Scaling Up (Part 2)

By Google for Developers

Share:

Key Concepts

  • SPMD (Single Program, Multiple Data): A parallel programming paradigm where a single program is executed on multiple processors, each operating on different subsets of the data.
  • Mesh: In JAX, a jax.sharding.Mesh object defines the hardware topology, specifying how devices are arranged and named.
  • Partition Spec: A jax.sharding.PartitionSpec describes how a tensor's dimensions should be partitioned across the devices defined in a Mesh.
  • JAX JIT (Just-In-Time Compilation): A transformation that compiles Python and NumPy code into optimized XLA (Accelerated Linear Algebra) computations.
  • Flax NNX (Neural Network eXtensions): A library for building neural networks in JAX, offering stateful modules that are compatible with JAX transformations.
  • PI Tree: A data structure in JAX that represents nested collections of arrays, such as dictionaries, lists, and tuples.
  • Sharding Metadata: Annotations attached to variables (parameters) that specify how they should be partitioned.
  • Sharding Rules: A mechanism to map logical axis names (e.g., 'batch', 'hidden') to physical mesh axes (e.g., 'data', 'model'), promoting portability.
  • jax.lax.with_sharding_constraint: A JAX primitive that enforces sharding specifications on a given array or PI tree during compilation.
  • nx.jit and nx.grad: NNX wrappers for JAX's jit and grad transformations, simplifying the handling of stateful modules.
  • nx.with_metadata: An NNX helper function to attach metadata, including sharding hints, to initializers.
  • nx.state: An NNX function to extract the functional state (PI tree) from an NNX module.
  • nx.spmd.get_partition_spec: An NNX utility to extract sharding metadata from a PI tree.
  • nx.update: An NNX function to merge updated state back into a mutable module object.
  • with mesh context: A block in JAX that provides the necessary context for sharding operations to be applied across specified devices.
  • OOM (Out Of Memory): An error that occurs when a program requires more memory than is available on a device.

Scaling Flax NNX Models with JAX SPMD

This document details the process of scaling Flax NNX models using JAX's SPMD capabilities, focusing on integrating JAX's sharding primitives with Flax NNX, particularly the critical sharded initialization pattern.

Recap of Flax NNX and JAX Integration

  • Flax NNX Modules: Unlike pure JAX, NNX modules are stateful Python objects, similar to PyTorch modules, holding parameters and state as attributes.
  • Stateful Nature and JAX Compatibility: A key development in NNX (version 0.11+) is that NNX modules are now native JAX PI trees.
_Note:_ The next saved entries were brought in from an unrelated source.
#![cfg(test)]

// Property tests for ProbeMap kept inside the crate so they can observe
// capacity and the load-factor band directly.

use crate::probe_map::{ProbeMap, HIGH_LOAD, LOW_LOAD, MIN_CAPACITY};
use proptest::prelude::*;
use std::collections::{BTreeSet, HashMap};
use std::fmt;
use std::hash::{BuildHasher, Hasher};

// Key newtype with Borrow<str> to exercise borrowed lookup.
#[derive(Clone, Eq, PartialEq, Ord, PartialOrd, Hash)]
struct Key(String);
impl fmt::Debug for Key {
    fn fmt(&self, f: &mut fmt::Formatter<'_>) -> fmt::Result {
        self.0.fmt(f)
    }
}
impl std::borrow::Borrow<str> for Key {
    fn borrow(&self) -> &str {
        &self.0
    }
}

// Pool-indexed operations to improve shrinking: indices shrink to earlier
// keys, pool length shrinks, and op lists shrink in length.
#[derive(Clone, Debug)]
enum OpI {
    Insert(usize, i32),
    GetOrInsert(usize, i32),
    Remove(usize),
    Get(usize),
    Contains(String),
    Mutate(usize, i32),
    Iterate,
}

fn key_from(pool: &[String], i: usize) -> Key {
    Key(pool[i].clone())
}

fn arb_scenario() -> impl Strategy<Value = (Vec<String>, Vec<OpI>)> {
    proptest::collection::vec("[a-z]{0,5}", 1..=8).prop_flat_map(|pool| {
        let idxs: Vec<usize> = (0..pool.len()).collect();
        let idx = proptest::sample::select(idxs);
        let contains_pool = proptest::sample::select(pool.clone());
        let op = prop_oneof![
            (idx.clone(), any::<i32>()).prop_map(|(i, v)| OpI::Insert(i, v)),
            (idx.clone(), any::<i32>()).prop_map(|(i, v)| OpI::GetOrInsert(i, v)),
            idx.clone().prop_map(OpI::Remove),
            idx.clone().prop_map(OpI::Get),
            prop_oneof![
                contains_pool.prop_map(|s: String| s),
                "[a-z]{0,5}".prop_map(|s| s)
            ]
            .prop_map(OpI::Contains),
            (idx.clone(), any::<i32>()).prop_map(|(i, d)| OpI::Mutate(i, d)),
            Just(OpI::Iterate),
        ];
        proptest::collection::vec(op, 1..80).prop_map(move |ops| (pool.clone(), ops))
    })
}

// Shared state-machine body so the random-hasher and the all-colliding
// variants exercise identical invariants:
// - insert returns the model's previous value; overwrite keeps len;
// - get/contains parity with the model, including borrowed &str lookups;
// - remove returns the model's value and misses afterwards;
// - every model key stays reachable after each op (probe-chain liveness);
// - iter sees exactly the live key set;
// - capacity stays a power of two within the load-factor band.
fn run_state_machine<S>(pool: Vec<String>, ops: Vec<OpI>, sut: &mut ProbeMap<Key, i32, S>)
where
    S: BuildHasher,
{
    let mut model: HashMap<Key, i32> = HashMap::new();

    for op in ops {
        match op {
            OpI::Insert(i, v) => {
                let k = key_from(&pool, i);
                let old = sut.insert(k.clone(), v);
                assert_eq!(old, model.insert(k, v), "insert must return the old value");
            }
            OpI::GetOrInsert(i, v) => {
                let k = key_from(&pool, i);
                let present = model.contains_key(&k);
                let mut ran = false;
                let got = *sut.get_or_insert_with(k.clone(), || {
                    ran = true;
                    v
                });
                let expected = *model.entry(k).or_insert(v);
                assert_eq!(got, expected);
                assert_eq!(ran, !present, "closure must run exactly on genuine insert");
            }
            OpI::Remove(i) => {
                let k = key_from(&pool, i);
                assert_eq!(sut.remove(k.0.as_str()), model.remove(&k));
            }
            OpI::Get(i) => {
                let k = key_from(&pool, i);
                assert_eq!(sut.get(&k), model.get(&k));
            }
            OpI::Contains(s) => {
                let has_model = model.keys().any(|k| k.0 == s);
                assert_eq!(sut.contains_key(s.as_str()), has_model);
            }
            OpI::Mutate(i, d) => {
                let k = key_from(&pool, i);
                match (sut.get_mut(&k), model.get_mut(&k)) {
                    (Some(v), Some(mv)) => {
                        *v = v.saturating_add(d);
                        *mv = mv.saturating_add(d);
                    }
                    (None, None) => {}
                    _ => panic!("get_mut presence diverged from model"),
                }
            }
            OpI::Iterate => {
                let seen: BTreeSet<Key> = sut.iter().map(|(k, _)| k.clone()).collect();
                let expected: BTreeSet<Key> = model.keys().cloned().collect();
                assert_eq!(seen, expected);
            }
        }

        // Post-conditions after each op
        // 1) Size parity with the model
        assert_eq!(sut.len(), model.len());
        assert_eq!(sut.is_empty(), model.is_empty());
        // 2) Probe-chain liveness: every model key remains reachable
        for k in model.keys() {
            assert!(sut.contains_key(k.0.as_str()), "live key {:?} unreachable", k);
        }
        // 3) Capacity stays a power of two inside the load-factor band
        let capacity = sut.capacity();
        assert!(capacity.is_power_of_two());
        assert!(capacity >= MIN_CAPACITY);
        let load = sut.len() as f64 / capacity as f64;
        assert!(load < HIGH_LOAD, "load {} reached HIGH_LOAD", load);
        if capacity > MIN_CAPACITY {
            assert!(load > LOW_LOAD, "load {} at or below LOW_LOAD", load);
        }
    }
}

proptest! {
    #![proptest_config(ProptestConfig { cases: 64, .. ProptestConfig::default() })]
    #[test]
    fn prop_state_machine((pool, ops) in arb_scenario()) {
        let mut sut: ProbeMap<Key, i32> = ProbeMap::new();
        run_state_machine(pool, ops, &mut sut);
    }
}

// Collision variant using a constant hasher: every key shares one home
// slot, so every operation runs through a single probe cluster and every
// removal backward-shifts it.
#[derive(Clone, Default)]
struct ConstBuildHasher;
struct ConstHasher;
impl BuildHasher for ConstBuildHasher {
    type Hasher = ConstHasher;
    fn build_hasher(&self) -> Self::Hasher {
        ConstHasher
    }
}
impl Hasher for ConstHasher {
    fn write(&mut self, _bytes: &[u8]) {}
    fn finish(&self) -> u64 {
        0
    }
}

proptest! {
    #![proptest_config(ProptestConfig { cases: 64, .. ProptestConfig::default() })]
    #[test]
    fn prop_state_machine_with_collisions((pool, ops) in arb_scenario()) {
        let mut sut: ProbeMap<Key, i32, ConstBuildHasher> =
            ProbeMap::with_hasher(ConstBuildHasher);
        run_state_machine(pool, ops, &mut sut);
    }
}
This allows JAX transformations to directly understand and operate on them, bridging the gap between NNX's mutability and JAX's functional nature.
  • Reconciling Mutability and Functional Transformations: NNX offers two primary approaches:
    1. Functional API: Explicitly splitting modules into static definitions and dynamic state (a JAX-compatible PI tree). This state is then passed through JAX transformations (jax.jit, jax.grad), and the results are merged back.
    2. NNX Wrappers: Using NNX's own wrappers like nx.jit and nx.grad. These handle the split-merge process internally, offering a more seamless user experience, though potentially with minor overhead.

Integrating NNX and SPMD for Sharding

The core mechanism for integrating sharding involves attaching PartitionSpec hints directly to model parameters as metadata within NNX modules.

  • Attaching Sharding Hints:
    • nx.with_metadata: The preferred method involves wrapping the initializer with nx.with_metadata, passing a sharding argument containing the PartitionSpec tuple.
    • Direct Annotation: Alternatively, the sharding argument can sometimes be passed directly to nx.param.
  • Metadata Storage: This process stores the PartitionSpec tuple in a sharding attribute on the variable's state. Crucially, this metadata does not shard the parameter at this stage; it serves as a hint for future compilation.

The Critical Sharded Initialization Pattern

A common pitfall when initializing large NNX models is that JAX might attempt to create all parameters on a single default device, leading to "out of memory" (OOM) errors. The solution is to perform initialization and sharding application within a JIT-compiled function.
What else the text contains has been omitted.